# Exercise input
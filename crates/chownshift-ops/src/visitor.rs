//! Per-entry actions for the simulate and apply passes.

use chownshift_core::{FileRecord, Ownership, ShiftConfig, ShiftError};

use crate::backend::{CAPABILITY_XATTR, OwnershipBackend};
use crate::progress::Phase;

/// What a visitor did to an entry beyond the ownership change.
#[derive(Debug, Clone, Copy, Default, PartialEq, Eq)]
pub struct VisitOutcome {
    /// The original mode bits were written back.
    pub mode_restored: bool,
    /// The capability set was written back.
    pub capabilities_restored: bool,
}

/// Action taken for every entry that survives hardlink deduplication.
///
/// The traversal is shared by both passes; only the visitor differs.
pub trait EntryVisitor {
    /// The pass this visitor implements.
    fn phase(&self) -> Phase;

    /// Handle one entry whose shifted owner has already been computed.
    fn visit(&mut self, record: &FileRecord, target: Ownership) -> Result<VisitOutcome, ShiftError>;
}

/// Reads the capability set of `record` when the config asks for it.
fn capture_capabilities<B: OwnershipBackend>(
    config: &ShiftConfig,
    backend: &B,
    record: &FileRecord,
) -> Result<Option<Vec<u8>>, ShiftError> {
    if !config.preserve_capabilities || record.is_symlink() {
        return Ok(None);
    }
    backend
        .get_xattr(&record.path, CAPABILITY_XATTR)
        .map_err(|source| ShiftError::Xattr {
            path: record.path.clone(),
            name: CAPABILITY_XATTR,
            source,
        })
}

/// Validation-only visitor.
#[derive(Debug)]
pub struct SimulateVisitor<'a, B> {
    config: &'a ShiftConfig,
    backend: &'a B,
}

impl<'a, B: OwnershipBackend> SimulateVisitor<'a, B> {
    /// Create a new simulate visitor.
    pub fn new(config: &'a ShiftConfig, backend: &'a B) -> Self {
        Self { config, backend }
    }
}

impl<B: OwnershipBackend> EntryVisitor for SimulateVisitor<'_, B> {
    fn phase(&self) -> Phase {
        Phase::Simulate
    }

    fn visit(&mut self, record: &FileRecord, _target: Ownership) -> Result<VisitOutcome, ShiftError> {
        // Reading the attribute now surfaces unreadable entries before any change.
        capture_capabilities(self.config, self.backend, record)?;
        Ok(VisitOutcome::default())
    }
}

/// Visitor that changes ownership and restores what chown clears.
#[derive(Debug)]
pub struct ApplyVisitor<'a, B> {
    config: &'a ShiftConfig,
    backend: &'a B,
}

impl<'a, B: OwnershipBackend> ApplyVisitor<'a, B> {
    /// Create a new apply visitor.
    pub fn new(config: &'a ShiftConfig, backend: &'a B) -> Self {
        Self { config, backend }
    }
}

impl<B: OwnershipBackend> EntryVisitor for ApplyVisitor<'_, B> {
    fn phase(&self) -> Phase {
        Phase::Apply
    }

    fn visit(&mut self, record: &FileRecord, target: Ownership) -> Result<VisitOutcome, ShiftError> {
        let path = &record.path;
        let capabilities = capture_capabilities(self.config, self.backend, record)?;
        let mut outcome = VisitOutcome::default();

        self.backend
            .lchown(path, target)
            .map_err(|source| ShiftError::Chown {
                path: path.clone(),
                source,
            })?;
        tracing::debug!(path = %path.display(), uid = target.uid, gid = target.gid, "lchown");

        // Symlinks carry no mode of their own; chmod would hit the target.
        if self.config.preserve_permissions && !record.is_symlink() {
            let mode = record.permission_bits();
            self.backend
                .chmod(path, mode)
                .map_err(|source| ShiftError::Chmod {
                    path: path.clone(),
                    source,
                })?;
            tracing::debug!(path = %path.display(), mode = %format!("{mode:o}"), "restored mode");
            outcome.mode_restored = true;
        }

        if let Some(value) = capabilities {
            self.backend
                .set_xattr(path, CAPABILITY_XATTR, &value)
                .map_err(|source| ShiftError::Xattr {
                    path: path.clone(),
                    name: CAPABILITY_XATTR,
                    source,
                })?;
            outcome.capabilities_restored = true;
        }

        Ok(outcome)
    }
}
//! Tree walking and hardlink tracking for chownshift.
//!
//! # Overview
//!
//! `chownshift-scan` enumerates the entries a shift pass has to touch and
//! keeps track of hard links already handled in that pass:
//!
//! - **Serial pre-order traversal** via jwalk, never following symlinks
//! - **Single-target resolution** with a non-dereferencing stat
//! - **Hardlink detection** so an inode is shifted once per pass
//!
//! # Example
//!
//! ```rust,no_run
//! use chownshift_scan::{SeenInodes, TreeWalker};
//!
//! let walker = TreeWalker::new("/srv/rootfs", true);
//! let mut seen = SeenInodes::new();
//!
//! for record in walker.entries() {
//!     let record = record.unwrap();
//!     if seen.should_process(record.inode, record.link_count) {
//!         println!("{}: {}", record.path.display(), record.owner);
//!     }
//! }
//! ```

mod inode;
mod walker;

pub use inode::SeenInodes;
pub use walker::{Entries, TreeWalker};

// Re-export core types for convenience
pub use chownshift_core::{EntryKind, FileRecord, InodeInfo, Ownership, ShiftError};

# Exercise prompt
Starting at the line in the records above that contains "pub use inode::SeenInodes;", output every line up to and including the last one, with nothing added.

# Completed exercise
pub use inode::SeenInodes;
pub use walker::{Entries, TreeWalker};

// Re-export core types for convenience
pub use chownshift_core::{EntryKind, FileRecord, InodeInfo, Ownership, ShiftError};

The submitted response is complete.